I remember in college how satisfying it was to find “secret” places to study — relaxing places, hidden-away places, places where I could spend a couple of hours, uninterrupted, to get on top of things. I loved the flexibility of it, of being able to pick a spot, any spot, on campus and spend time there.

In many ways the pandemic — at first — reminded me of that feeling. There was no ability to go into the office, so…pick a place. I hid away at a little spot in Sonoma County for a time, and, though it could be lonely, there was a certain beautiful gift in that experience.

But — over time I realized, the trade-off is much worse than I thought. This “new way” of interacting has its price, and that price is steep. With infinite flexibility comes a sense of disconnection. A Zoom chat is a terrible substitute for a human interaction. Why does it feel as bad as it does?

Somehow phone calls are better — I think in part because a phone call doesn’t pretend so hard. Looking at someone on a video screen — what’s gained? When talking heads broadcast themselves on television, it’s a trick, propaganda: they are using visual images to engineer a false sense of closeness. We are made to feel like we “know” that news anchor but of course we don’t at all: it’s all theater.

So Zoom approximates that, the falseness, the fascimile. Seeing someone smile on-screen engenders a feeling of closeness but it’s again not at all real. There will never be an opportunity to shake that person’s hand, to give them a hug. They will only ever be a block of pixels.

And so of course this all feels terrible — and truly, it does. Our hearts and souls crave more than this, even when working. And because we are on screen as well, we have to try so much harder ourselves — to smile, to give the “thumbs up,” to indicate that yes, we really are human, we’re not just pixels on a screen.

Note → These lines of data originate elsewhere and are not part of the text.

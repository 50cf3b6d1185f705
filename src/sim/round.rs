//! Match flow
//!
//! A forward-only state machine for one round:
//!
//! `PreGame -> Running -> SuddenDeathPending -> SuddenDeath -> Resolving -> Ended`
//!
//! The coordinator owns the roster and the elimination record and decides the
//! winner. It does not touch the board: every transition returns
//! [`RoundSignal`]s that the game state applies.

use serde::{Deserialize, Serialize};

use super::state::PlayerId;
use crate::settings::MatchSettings;

/// Current phase of a round (ordered; a round only moves forward)
#[derive(Debug, Clone, Copy, PartialEq, Eq, PartialOrd, Ord, Hash, Serialize, Deserialize)]
pub enum MatchPhase {
    /// Countdown before the round, controls disabled
    PreGame,
    /// Normal play, round timer counting down
    Running,
    /// Siren has played, sudden death starts when the timer hits zero
    SuddenDeathPending,
    /// Board is shrinking
    SuddenDeath,
    /// Someone died, waiting out the double-kill window and end delay
    Resolving,
    /// Result handed off
    Ended,
}

/// Outcome of a round
#[derive(Debug, Clone, Copy, PartialEq, Eq, Serialize, Deserialize)]
pub enum MatchResult {
    Winner(PlayerId),
    Draw,
}

/// Side effects requested by a transition
#[derive(Debug, Clone, Copy, PartialEq, Eq)]
pub enum RoundSignal {
    /// Pre-game is over, players may move
    EnableControls,
    /// Play the sudden death warning
    Siren,
    StartSuddenDeath,
    /// First elimination: stop everyone and stop the lockdown
    FreezePlayers,
    /// Winner decided after the double-kill window
    Resolved(MatchResult),
    /// End delay elapsed, hand the result to the scene manager
    RoundOver(MatchResult),
}

/// Timings the coordinator runs on
#[derive(Debug, Clone, Copy, PartialEq)]
pub struct RoundTimings {
    pub pre_game: f32,
    pub duration: f32,
    pub warning: f32,
    pub double_kill_window: f32,
    pub game_over_delay: f32,
    /// Whether the round timer drives sudden death at all
    pub start_on_timer: bool,
}

impl RoundTimings {
    pub fn from_settings(settings: &MatchSettings) -> Self {
        Self {
            pre_game: settings.pre_game_secs,
            duration: settings.match_duration_secs,
            warning: settings.sudden_death.warning_secs,
            double_kill_window: settings.double_kill_window_secs,
            game_over_delay: settings.game_over_delay_secs,
            start_on_timer: settings.sudden_death.start_on_timer,
        }
    }
}

/// Round state machine
#[derive(Debug, Clone)]
pub struct MatchCoordinator {
    timings: RoundTimings,
    phase: MatchPhase,
    pre_game_remaining: f32,
    round_timer: f32,
    warning_fired: bool,
    sudden_death_started: bool,
    /// Every player spawned this round
    roster: Vec<PlayerId>,
    /// Eliminations in the order they happened
    eliminated: Vec<PlayerId>,
    window_remaining: Option<f32>,
    end_delay_remaining: Option<f32>,
    result: Option<MatchResult>,
    unexpected_survivors: bool,
    handed_off: bool,
}

impl MatchCoordinator {
    pub fn new(timings: RoundTimings, roster: Vec<PlayerId>) -> Self {
        Self {
            timings,
            phase: MatchPhase::PreGame,
            pre_game_remaining: timings.pre_game,
            round_timer: timings.duration,
            warning_fired: false,
            sudden_death_started: false,
            roster,
            eliminated: Vec::new(),
            window_remaining: None,
            end_delay_remaining: None,
            result: None,
            unexpected_survivors: false,
            handed_off: false,
        }
    }

    pub fn phase(&self) -> MatchPhase {
        self.phase
    }

    /// Seconds left on the round clock (never negative)
    pub fn round_timer(&self) -> f32 {
        self.round_timer.max(0.0)
    }

    pub fn sudden_death_started(&self) -> bool {
        self.sudden_death_started
    }

    /// True from the first elimination on
    pub fn match_over(&self) -> bool {
        self.phase >= MatchPhase::Resolving
    }

    pub fn result(&self) -> Option<MatchResult> {
        self.result
    }

    pub fn roster(&self) -> &[PlayerId] {
        &self.roster
    }

    pub fn eliminated(&self) -> &[PlayerId] {
        &self.eliminated
    }

    /// Set when the resolution found more than one survivor
    pub fn unexpected_survivors(&self) -> bool {
        self.unexpected_survivors
    }

    pub fn handed_off(&self) -> bool {
        self.handed_off
    }

    /// Whole seconds for a HUD clock; zero once sudden death or the end begins
    pub fn display_seconds(&self) -> u32 {
        if self.match_over() || self.sudden_death_started {
            0
        } else {
            self.round_timer().ceil() as u32
        }
    }

    /// Move to `next` if it lies ahead of the current phase
    fn enter(&mut self, next: MatchPhase) -> bool {
        if next <= self.phase {
            log::warn!("Ignoring phase change {:?} -> {:?}", self.phase, next);
            return false;
        }
        log::info!("Match phase {:?} -> {:?}", self.phase, next);
        self.phase = next;
        true
    }

    /// Advance timers by one step
    pub fn update(&mut self, dt: f32) -> Vec<RoundSignal> {
        let mut signals = Vec::new();

        match self.phase {
            MatchPhase::PreGame => {
                self.pre_game_remaining -= dt;
                if self.pre_game_remaining <= 0.0 && self.enter(MatchPhase::Running) {
                    signals.push(RoundSignal::EnableControls);
                }
            }

            MatchPhase::Running | MatchPhase::SuddenDeathPending => {
                if !self.timings.start_on_timer {
                    return signals;
                }
                self.round_timer -= dt;

                if !self.warning_fired && self.round_timer <= self.timings.warning {
                    self.warning_fired = true;
                    signals.push(RoundSignal::Siren);
                    if self.round_timer > 0.0 {
                        self.enter(MatchPhase::SuddenDeathPending);
                    }
                }

                if self.round_timer <= 0.0 {
                    signals.extend(self.trigger_sudden_death());
                }
            }

            MatchPhase::Resolving => {
                if let Some(remaining) = self.window_remaining.as_mut() {
                    *remaining -= dt;
                    if *remaining <= 0.0 {
                        self.window_remaining = None;
                        let result = self.resolve();
                        signals.push(RoundSignal::Resolved(result));
                        self.end_delay_remaining = Some(
                            (self.timings.game_over_delay - self.timings.double_kill_window)
                                .max(0.0),
                        );
                    }
                } else if let Some(remaining) = self.end_delay_remaining.as_mut() {
                    *remaining -= dt;
                    if *remaining <= 0.0 {
                        self.end_delay_remaining = None;
                        signals.extend(self.finish());
                    }
                }
            }

            MatchPhase::SuddenDeath | MatchPhase::Ended => {}
        }

        signals
    }

    /// Start sudden death now (timer expiry or manual trigger)
    pub fn trigger_sudden_death(&mut self) -> Vec<RoundSignal> {
        let mut signals = Vec::new();
        if self.sudden_death_started || self.match_over() {
            return signals;
        }
        if self.phase == MatchPhase::PreGame {
            log::debug!("Sudden death requested before the round started, ignoring");
            return signals;
        }

        self.sudden_death_started = true;
        if !self.warning_fired {
            self.warning_fired = true;
            signals.push(RoundSignal::Siren);
        }
        self.enter(MatchPhase::SuddenDeath);
        signals.push(RoundSignal::StartSuddenDeath);
        signals
    }

    /// Record a death. Duplicates and unknown players are ignored.
    pub fn record_elimination(&mut self, player: PlayerId) -> Vec<RoundSignal> {
        let mut signals = Vec::new();
        if !self.roster.contains(&player) {
            log::warn!("Elimination reported for unknown player {player}");
            return signals;
        }
        if self.eliminated.contains(&player) {
            return signals;
        }
        self.eliminated.push(player);
        log::info!("Player {} eliminated", player + 1);

        if self.result.is_some() {
            log::debug!("Player {} died after the result was decided", player + 1);
        }

        if !self.match_over() && self.enter(MatchPhase::Resolving) {
            self.window_remaining = Some(self.timings.double_kill_window);
            signals.push(RoundSignal::FreezePlayers);
        }
        signals
    }

    fn resolve(&mut self) -> MatchResult {
        let alive: Vec<PlayerId> = self
            .roster
            .iter()
            .copied()
            .filter(|p| !self.eliminated.contains(p))
            .collect();

        let result = match alive.as_slice() {
            [] => {
                log::info!("Draw: no player survived");
                MatchResult::Draw
            }
            [winner] => {
                log::info!("Winner: Player {}", winner + 1);
                MatchResult::Winner(*winner)
            }
            _ => {
                log::warn!(
                    "Unexpected state: {} players alive after resolution, treating as draw",
                    alive.len()
                );
                self.unexpected_survivors = true;
                MatchResult::Draw
            }
        };
        self.result = Some(result);
        result
    }

    fn finish(&mut self) -> Option<RoundSignal> {
        if self.handed_off {
            return None;
        }
        let result = self.result?;
        self.handed_off = true;
        self.enter(MatchPhase::Ended);
        Some(RoundSignal::RoundOver(result))
    }
}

But, sadly, pixels really are all we are, as long as this lasts, and at this point it seems it will be forever. The advantages are so great — work from anywhere with others from anywhere — that there is no turning back.

I liked the hidden places to study not because I disliked other people, quite the opposite. I wanted to carve out time to study so that when I was with others I could be fully present. But streaming one’s video is the worst of all worlds: there is no presence at all, and never will be.